■ Task details
Report the lines of the material that carry the string "level".

■ Records to use

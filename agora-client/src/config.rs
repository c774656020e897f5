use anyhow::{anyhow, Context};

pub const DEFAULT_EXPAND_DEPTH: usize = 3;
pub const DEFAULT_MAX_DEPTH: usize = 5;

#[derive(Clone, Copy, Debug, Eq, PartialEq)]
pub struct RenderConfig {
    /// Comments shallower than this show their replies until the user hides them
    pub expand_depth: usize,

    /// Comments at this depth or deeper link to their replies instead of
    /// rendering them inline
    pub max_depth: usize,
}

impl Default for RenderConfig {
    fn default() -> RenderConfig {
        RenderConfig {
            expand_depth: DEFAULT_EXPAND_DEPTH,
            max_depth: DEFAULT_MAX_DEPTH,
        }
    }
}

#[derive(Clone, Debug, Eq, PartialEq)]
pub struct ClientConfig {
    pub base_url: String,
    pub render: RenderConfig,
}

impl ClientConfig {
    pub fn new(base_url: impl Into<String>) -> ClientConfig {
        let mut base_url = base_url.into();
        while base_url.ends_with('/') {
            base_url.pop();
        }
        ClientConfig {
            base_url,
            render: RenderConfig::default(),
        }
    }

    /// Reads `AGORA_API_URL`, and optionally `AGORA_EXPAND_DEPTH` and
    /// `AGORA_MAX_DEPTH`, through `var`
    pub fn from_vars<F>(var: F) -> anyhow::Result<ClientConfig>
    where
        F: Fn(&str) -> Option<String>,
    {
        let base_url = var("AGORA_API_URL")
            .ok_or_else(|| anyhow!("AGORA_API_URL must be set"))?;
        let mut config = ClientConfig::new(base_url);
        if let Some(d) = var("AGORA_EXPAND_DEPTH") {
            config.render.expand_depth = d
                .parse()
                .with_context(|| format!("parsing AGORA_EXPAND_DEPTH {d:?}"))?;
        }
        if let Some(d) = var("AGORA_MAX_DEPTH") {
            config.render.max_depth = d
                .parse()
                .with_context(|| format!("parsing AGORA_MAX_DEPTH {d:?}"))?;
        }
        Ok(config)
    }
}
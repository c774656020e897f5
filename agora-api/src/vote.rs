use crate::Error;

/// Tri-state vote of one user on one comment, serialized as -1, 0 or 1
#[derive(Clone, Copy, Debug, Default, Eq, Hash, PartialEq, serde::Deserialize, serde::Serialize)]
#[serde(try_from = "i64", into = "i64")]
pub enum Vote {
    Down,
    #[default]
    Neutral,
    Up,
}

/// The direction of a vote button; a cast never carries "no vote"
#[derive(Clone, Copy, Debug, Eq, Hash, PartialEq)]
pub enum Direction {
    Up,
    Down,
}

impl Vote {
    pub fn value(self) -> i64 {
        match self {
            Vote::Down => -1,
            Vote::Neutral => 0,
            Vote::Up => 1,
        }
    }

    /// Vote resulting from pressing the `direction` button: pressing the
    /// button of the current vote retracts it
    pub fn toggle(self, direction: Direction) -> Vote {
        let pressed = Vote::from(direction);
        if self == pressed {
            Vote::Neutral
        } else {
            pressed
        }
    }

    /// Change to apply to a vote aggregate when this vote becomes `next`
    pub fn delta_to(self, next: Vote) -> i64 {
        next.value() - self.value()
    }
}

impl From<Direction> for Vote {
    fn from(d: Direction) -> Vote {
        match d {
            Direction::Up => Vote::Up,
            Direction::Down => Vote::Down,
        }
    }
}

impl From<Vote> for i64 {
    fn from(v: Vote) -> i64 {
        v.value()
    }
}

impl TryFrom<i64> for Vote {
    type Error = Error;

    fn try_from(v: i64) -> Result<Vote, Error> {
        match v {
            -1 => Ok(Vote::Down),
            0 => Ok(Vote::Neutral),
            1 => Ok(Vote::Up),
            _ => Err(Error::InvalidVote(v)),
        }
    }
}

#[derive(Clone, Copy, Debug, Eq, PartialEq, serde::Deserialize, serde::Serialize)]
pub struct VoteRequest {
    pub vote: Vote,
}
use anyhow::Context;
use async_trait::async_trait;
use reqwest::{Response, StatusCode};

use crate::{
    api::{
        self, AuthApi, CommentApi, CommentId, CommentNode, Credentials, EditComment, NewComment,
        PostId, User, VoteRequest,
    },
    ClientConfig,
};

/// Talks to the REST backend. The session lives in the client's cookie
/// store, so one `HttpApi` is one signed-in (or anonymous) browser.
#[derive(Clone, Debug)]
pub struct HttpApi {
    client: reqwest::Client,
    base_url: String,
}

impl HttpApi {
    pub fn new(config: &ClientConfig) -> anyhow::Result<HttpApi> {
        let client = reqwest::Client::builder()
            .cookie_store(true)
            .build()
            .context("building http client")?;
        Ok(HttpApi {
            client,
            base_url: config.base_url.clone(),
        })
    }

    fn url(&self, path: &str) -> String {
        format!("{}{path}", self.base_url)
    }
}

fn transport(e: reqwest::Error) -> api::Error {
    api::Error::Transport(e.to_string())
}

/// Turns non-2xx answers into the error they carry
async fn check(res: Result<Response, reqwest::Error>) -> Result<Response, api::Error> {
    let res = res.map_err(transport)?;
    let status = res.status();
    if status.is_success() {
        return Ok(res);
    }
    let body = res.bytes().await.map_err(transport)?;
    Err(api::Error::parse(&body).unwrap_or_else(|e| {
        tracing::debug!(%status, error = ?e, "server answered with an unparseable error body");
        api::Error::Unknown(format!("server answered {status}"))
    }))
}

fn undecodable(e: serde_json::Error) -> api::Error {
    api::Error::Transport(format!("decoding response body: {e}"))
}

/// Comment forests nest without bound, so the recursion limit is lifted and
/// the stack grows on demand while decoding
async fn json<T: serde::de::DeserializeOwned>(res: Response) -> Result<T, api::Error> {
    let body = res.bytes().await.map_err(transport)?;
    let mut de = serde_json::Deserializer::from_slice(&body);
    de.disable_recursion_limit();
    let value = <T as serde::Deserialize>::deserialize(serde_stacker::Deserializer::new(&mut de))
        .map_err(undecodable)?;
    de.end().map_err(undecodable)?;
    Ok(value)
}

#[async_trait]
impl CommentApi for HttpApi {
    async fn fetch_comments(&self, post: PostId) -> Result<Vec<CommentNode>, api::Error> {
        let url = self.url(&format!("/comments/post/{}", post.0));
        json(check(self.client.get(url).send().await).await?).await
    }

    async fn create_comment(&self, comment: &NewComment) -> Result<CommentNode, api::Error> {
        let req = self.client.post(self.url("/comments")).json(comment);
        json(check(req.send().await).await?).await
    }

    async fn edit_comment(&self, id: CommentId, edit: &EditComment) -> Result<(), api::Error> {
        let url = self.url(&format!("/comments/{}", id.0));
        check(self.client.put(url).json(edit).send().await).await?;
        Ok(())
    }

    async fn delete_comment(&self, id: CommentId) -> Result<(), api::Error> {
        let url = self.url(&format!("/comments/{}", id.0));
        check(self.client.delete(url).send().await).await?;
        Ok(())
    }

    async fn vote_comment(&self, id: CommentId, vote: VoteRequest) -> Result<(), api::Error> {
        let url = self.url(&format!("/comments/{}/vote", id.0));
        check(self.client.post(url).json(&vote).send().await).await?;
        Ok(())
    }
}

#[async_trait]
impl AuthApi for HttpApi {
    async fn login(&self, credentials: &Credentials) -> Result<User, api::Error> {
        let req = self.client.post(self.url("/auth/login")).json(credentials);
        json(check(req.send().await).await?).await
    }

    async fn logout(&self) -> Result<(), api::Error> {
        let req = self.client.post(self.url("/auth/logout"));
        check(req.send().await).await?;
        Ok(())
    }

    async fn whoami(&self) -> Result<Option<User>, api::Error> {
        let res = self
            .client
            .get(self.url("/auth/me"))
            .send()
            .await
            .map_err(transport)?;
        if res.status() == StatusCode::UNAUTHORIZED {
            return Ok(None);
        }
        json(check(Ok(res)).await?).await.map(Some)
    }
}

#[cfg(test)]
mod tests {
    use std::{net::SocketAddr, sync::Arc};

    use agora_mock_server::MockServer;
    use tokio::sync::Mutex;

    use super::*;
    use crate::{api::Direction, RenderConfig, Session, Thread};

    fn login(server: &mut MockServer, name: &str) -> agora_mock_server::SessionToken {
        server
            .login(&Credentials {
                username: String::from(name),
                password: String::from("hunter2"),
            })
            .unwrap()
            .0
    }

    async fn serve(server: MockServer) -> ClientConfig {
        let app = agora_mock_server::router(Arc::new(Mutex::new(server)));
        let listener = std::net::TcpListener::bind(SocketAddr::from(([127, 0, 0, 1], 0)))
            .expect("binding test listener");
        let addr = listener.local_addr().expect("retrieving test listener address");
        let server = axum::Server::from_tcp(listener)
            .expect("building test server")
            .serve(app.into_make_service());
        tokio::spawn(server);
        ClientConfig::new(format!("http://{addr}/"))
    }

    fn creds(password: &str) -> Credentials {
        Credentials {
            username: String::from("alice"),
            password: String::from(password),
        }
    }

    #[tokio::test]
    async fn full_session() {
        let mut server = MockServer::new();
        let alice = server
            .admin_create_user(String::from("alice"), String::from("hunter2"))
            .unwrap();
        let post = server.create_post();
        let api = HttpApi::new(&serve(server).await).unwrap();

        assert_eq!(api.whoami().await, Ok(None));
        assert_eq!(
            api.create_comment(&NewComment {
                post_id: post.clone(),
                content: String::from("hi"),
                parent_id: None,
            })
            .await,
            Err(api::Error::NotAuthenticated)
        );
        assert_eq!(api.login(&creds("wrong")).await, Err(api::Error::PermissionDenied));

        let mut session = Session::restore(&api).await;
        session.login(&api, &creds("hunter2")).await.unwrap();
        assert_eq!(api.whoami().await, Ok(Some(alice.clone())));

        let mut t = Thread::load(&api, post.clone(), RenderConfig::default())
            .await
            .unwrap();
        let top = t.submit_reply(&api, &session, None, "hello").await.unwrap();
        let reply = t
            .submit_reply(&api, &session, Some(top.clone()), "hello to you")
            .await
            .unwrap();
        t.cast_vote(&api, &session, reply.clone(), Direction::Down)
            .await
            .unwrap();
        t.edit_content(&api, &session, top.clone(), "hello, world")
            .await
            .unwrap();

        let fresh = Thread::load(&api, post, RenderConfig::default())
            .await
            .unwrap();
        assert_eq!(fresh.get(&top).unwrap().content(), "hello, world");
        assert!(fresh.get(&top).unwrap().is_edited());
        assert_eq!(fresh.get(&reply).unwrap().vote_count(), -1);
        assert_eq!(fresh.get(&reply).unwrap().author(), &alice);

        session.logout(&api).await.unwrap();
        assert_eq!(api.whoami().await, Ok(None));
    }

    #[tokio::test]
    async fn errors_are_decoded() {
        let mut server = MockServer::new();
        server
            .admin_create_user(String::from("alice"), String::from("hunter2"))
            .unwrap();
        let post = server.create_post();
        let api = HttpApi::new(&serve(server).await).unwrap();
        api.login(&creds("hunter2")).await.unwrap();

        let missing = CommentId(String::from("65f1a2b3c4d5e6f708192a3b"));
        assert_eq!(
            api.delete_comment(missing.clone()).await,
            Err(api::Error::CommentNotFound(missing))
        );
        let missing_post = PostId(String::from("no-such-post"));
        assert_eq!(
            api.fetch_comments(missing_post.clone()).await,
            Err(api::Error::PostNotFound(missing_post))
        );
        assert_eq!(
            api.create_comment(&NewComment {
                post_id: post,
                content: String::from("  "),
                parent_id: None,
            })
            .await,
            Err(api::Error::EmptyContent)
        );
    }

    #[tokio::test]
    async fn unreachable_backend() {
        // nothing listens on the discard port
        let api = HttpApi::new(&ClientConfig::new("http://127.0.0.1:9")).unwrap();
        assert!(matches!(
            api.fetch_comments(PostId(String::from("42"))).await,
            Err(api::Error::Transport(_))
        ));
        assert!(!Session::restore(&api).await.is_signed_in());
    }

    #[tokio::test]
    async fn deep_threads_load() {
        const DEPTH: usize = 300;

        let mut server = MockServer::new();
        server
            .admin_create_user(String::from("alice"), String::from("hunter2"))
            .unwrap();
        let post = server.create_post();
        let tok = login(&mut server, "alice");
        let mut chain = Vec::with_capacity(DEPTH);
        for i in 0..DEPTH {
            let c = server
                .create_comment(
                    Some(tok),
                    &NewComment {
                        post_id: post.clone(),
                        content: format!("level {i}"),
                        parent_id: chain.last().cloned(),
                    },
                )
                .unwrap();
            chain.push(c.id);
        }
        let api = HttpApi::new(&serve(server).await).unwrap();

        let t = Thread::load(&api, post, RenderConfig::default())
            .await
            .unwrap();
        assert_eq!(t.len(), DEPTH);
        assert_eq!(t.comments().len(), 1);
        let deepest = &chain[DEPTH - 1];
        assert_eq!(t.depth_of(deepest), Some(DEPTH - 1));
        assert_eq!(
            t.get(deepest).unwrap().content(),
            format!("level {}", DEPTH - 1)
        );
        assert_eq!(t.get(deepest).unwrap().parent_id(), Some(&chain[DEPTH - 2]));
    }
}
--
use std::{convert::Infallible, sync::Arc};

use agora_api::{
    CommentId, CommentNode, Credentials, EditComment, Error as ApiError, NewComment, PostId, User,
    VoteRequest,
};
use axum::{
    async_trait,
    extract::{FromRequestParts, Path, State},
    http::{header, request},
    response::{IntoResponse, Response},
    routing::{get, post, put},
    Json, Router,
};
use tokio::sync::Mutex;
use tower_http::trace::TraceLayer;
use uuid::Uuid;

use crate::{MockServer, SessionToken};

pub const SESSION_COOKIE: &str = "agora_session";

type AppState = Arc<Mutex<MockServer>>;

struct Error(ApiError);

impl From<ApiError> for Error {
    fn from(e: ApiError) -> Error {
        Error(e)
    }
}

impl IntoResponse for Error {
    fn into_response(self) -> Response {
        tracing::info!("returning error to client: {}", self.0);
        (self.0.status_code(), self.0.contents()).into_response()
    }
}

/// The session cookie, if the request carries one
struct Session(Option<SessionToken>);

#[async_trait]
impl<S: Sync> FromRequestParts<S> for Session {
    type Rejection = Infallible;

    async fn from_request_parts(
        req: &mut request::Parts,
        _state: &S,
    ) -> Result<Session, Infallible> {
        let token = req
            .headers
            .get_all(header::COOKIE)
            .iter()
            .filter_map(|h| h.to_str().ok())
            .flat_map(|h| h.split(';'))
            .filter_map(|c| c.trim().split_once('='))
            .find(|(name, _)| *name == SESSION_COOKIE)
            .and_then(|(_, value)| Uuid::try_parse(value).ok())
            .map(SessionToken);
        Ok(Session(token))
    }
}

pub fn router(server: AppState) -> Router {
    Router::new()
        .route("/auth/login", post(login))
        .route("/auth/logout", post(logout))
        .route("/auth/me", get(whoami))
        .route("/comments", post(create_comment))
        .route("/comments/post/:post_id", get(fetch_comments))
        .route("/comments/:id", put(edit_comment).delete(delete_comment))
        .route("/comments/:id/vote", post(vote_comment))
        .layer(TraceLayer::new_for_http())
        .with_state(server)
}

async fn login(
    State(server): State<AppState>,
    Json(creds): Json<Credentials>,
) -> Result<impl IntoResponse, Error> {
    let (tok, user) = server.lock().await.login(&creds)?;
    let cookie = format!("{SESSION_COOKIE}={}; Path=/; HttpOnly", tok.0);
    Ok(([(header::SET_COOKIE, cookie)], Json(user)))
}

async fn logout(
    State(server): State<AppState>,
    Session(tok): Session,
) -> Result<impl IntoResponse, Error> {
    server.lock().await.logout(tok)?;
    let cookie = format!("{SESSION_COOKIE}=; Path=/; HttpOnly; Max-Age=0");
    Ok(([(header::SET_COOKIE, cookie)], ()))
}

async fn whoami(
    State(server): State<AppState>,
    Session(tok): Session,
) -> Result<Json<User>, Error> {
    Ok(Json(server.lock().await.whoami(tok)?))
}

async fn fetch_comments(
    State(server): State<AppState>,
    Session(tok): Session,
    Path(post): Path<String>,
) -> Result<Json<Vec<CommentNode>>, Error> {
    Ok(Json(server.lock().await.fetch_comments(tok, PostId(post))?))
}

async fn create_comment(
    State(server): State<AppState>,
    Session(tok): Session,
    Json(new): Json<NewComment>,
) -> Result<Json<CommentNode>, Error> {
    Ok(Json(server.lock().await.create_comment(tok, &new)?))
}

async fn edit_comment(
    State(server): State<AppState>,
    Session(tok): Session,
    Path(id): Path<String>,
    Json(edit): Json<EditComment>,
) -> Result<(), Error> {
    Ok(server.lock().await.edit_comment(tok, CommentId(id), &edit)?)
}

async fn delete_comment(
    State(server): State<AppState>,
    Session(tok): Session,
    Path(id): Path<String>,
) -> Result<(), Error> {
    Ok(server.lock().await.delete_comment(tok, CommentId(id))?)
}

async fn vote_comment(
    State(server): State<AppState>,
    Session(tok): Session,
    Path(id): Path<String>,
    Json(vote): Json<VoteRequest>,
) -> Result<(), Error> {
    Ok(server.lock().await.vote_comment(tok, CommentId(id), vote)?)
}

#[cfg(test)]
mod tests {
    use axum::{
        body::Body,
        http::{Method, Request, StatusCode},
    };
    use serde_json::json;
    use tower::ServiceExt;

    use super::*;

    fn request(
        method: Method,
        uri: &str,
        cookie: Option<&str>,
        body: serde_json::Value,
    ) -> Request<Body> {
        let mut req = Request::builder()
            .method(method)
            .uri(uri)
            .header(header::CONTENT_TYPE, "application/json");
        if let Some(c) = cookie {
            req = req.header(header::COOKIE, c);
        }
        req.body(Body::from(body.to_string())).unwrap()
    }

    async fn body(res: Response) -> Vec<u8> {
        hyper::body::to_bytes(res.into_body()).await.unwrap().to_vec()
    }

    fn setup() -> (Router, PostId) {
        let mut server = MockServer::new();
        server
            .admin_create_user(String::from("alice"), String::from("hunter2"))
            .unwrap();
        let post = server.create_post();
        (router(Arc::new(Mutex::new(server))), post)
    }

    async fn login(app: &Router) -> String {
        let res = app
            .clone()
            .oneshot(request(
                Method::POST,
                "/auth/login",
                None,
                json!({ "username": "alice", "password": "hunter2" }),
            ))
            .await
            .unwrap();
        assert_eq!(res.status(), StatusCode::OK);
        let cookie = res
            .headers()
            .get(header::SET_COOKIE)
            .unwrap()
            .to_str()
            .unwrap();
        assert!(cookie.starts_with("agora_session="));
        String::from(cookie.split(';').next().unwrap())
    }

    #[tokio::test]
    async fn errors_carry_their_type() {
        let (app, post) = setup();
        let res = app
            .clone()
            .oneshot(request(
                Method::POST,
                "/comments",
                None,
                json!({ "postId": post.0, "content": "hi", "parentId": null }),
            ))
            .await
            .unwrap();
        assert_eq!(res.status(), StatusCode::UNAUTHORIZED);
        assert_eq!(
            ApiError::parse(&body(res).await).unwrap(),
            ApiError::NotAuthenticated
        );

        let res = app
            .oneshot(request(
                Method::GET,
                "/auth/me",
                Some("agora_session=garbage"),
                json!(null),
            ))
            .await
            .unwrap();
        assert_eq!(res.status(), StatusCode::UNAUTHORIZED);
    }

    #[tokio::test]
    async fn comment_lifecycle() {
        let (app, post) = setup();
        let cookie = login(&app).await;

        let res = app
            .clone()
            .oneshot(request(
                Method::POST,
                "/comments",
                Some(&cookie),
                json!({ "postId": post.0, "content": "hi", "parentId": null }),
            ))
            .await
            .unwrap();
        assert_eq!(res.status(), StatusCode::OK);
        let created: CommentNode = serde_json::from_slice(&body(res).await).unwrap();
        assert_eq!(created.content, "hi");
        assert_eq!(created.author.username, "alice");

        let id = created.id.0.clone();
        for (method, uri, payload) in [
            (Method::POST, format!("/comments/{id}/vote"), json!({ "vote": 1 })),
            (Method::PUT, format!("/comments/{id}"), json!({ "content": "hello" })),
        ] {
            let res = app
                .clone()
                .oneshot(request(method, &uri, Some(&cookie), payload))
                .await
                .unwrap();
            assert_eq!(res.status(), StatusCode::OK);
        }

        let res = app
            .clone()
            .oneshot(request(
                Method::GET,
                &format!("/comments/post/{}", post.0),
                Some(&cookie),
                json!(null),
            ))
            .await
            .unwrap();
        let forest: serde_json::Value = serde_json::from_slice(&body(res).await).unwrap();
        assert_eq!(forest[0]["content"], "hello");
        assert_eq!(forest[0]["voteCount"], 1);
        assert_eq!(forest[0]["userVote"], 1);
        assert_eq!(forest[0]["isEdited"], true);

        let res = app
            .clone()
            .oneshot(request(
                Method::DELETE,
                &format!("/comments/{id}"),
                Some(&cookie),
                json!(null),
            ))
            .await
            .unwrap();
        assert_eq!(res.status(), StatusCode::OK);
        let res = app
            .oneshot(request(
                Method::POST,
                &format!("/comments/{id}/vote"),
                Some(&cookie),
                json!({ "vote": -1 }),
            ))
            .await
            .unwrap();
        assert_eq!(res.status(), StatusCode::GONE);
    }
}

■ Reply
                        content: format!("level {i}"),
            format!("level {}", DEPTH - 1)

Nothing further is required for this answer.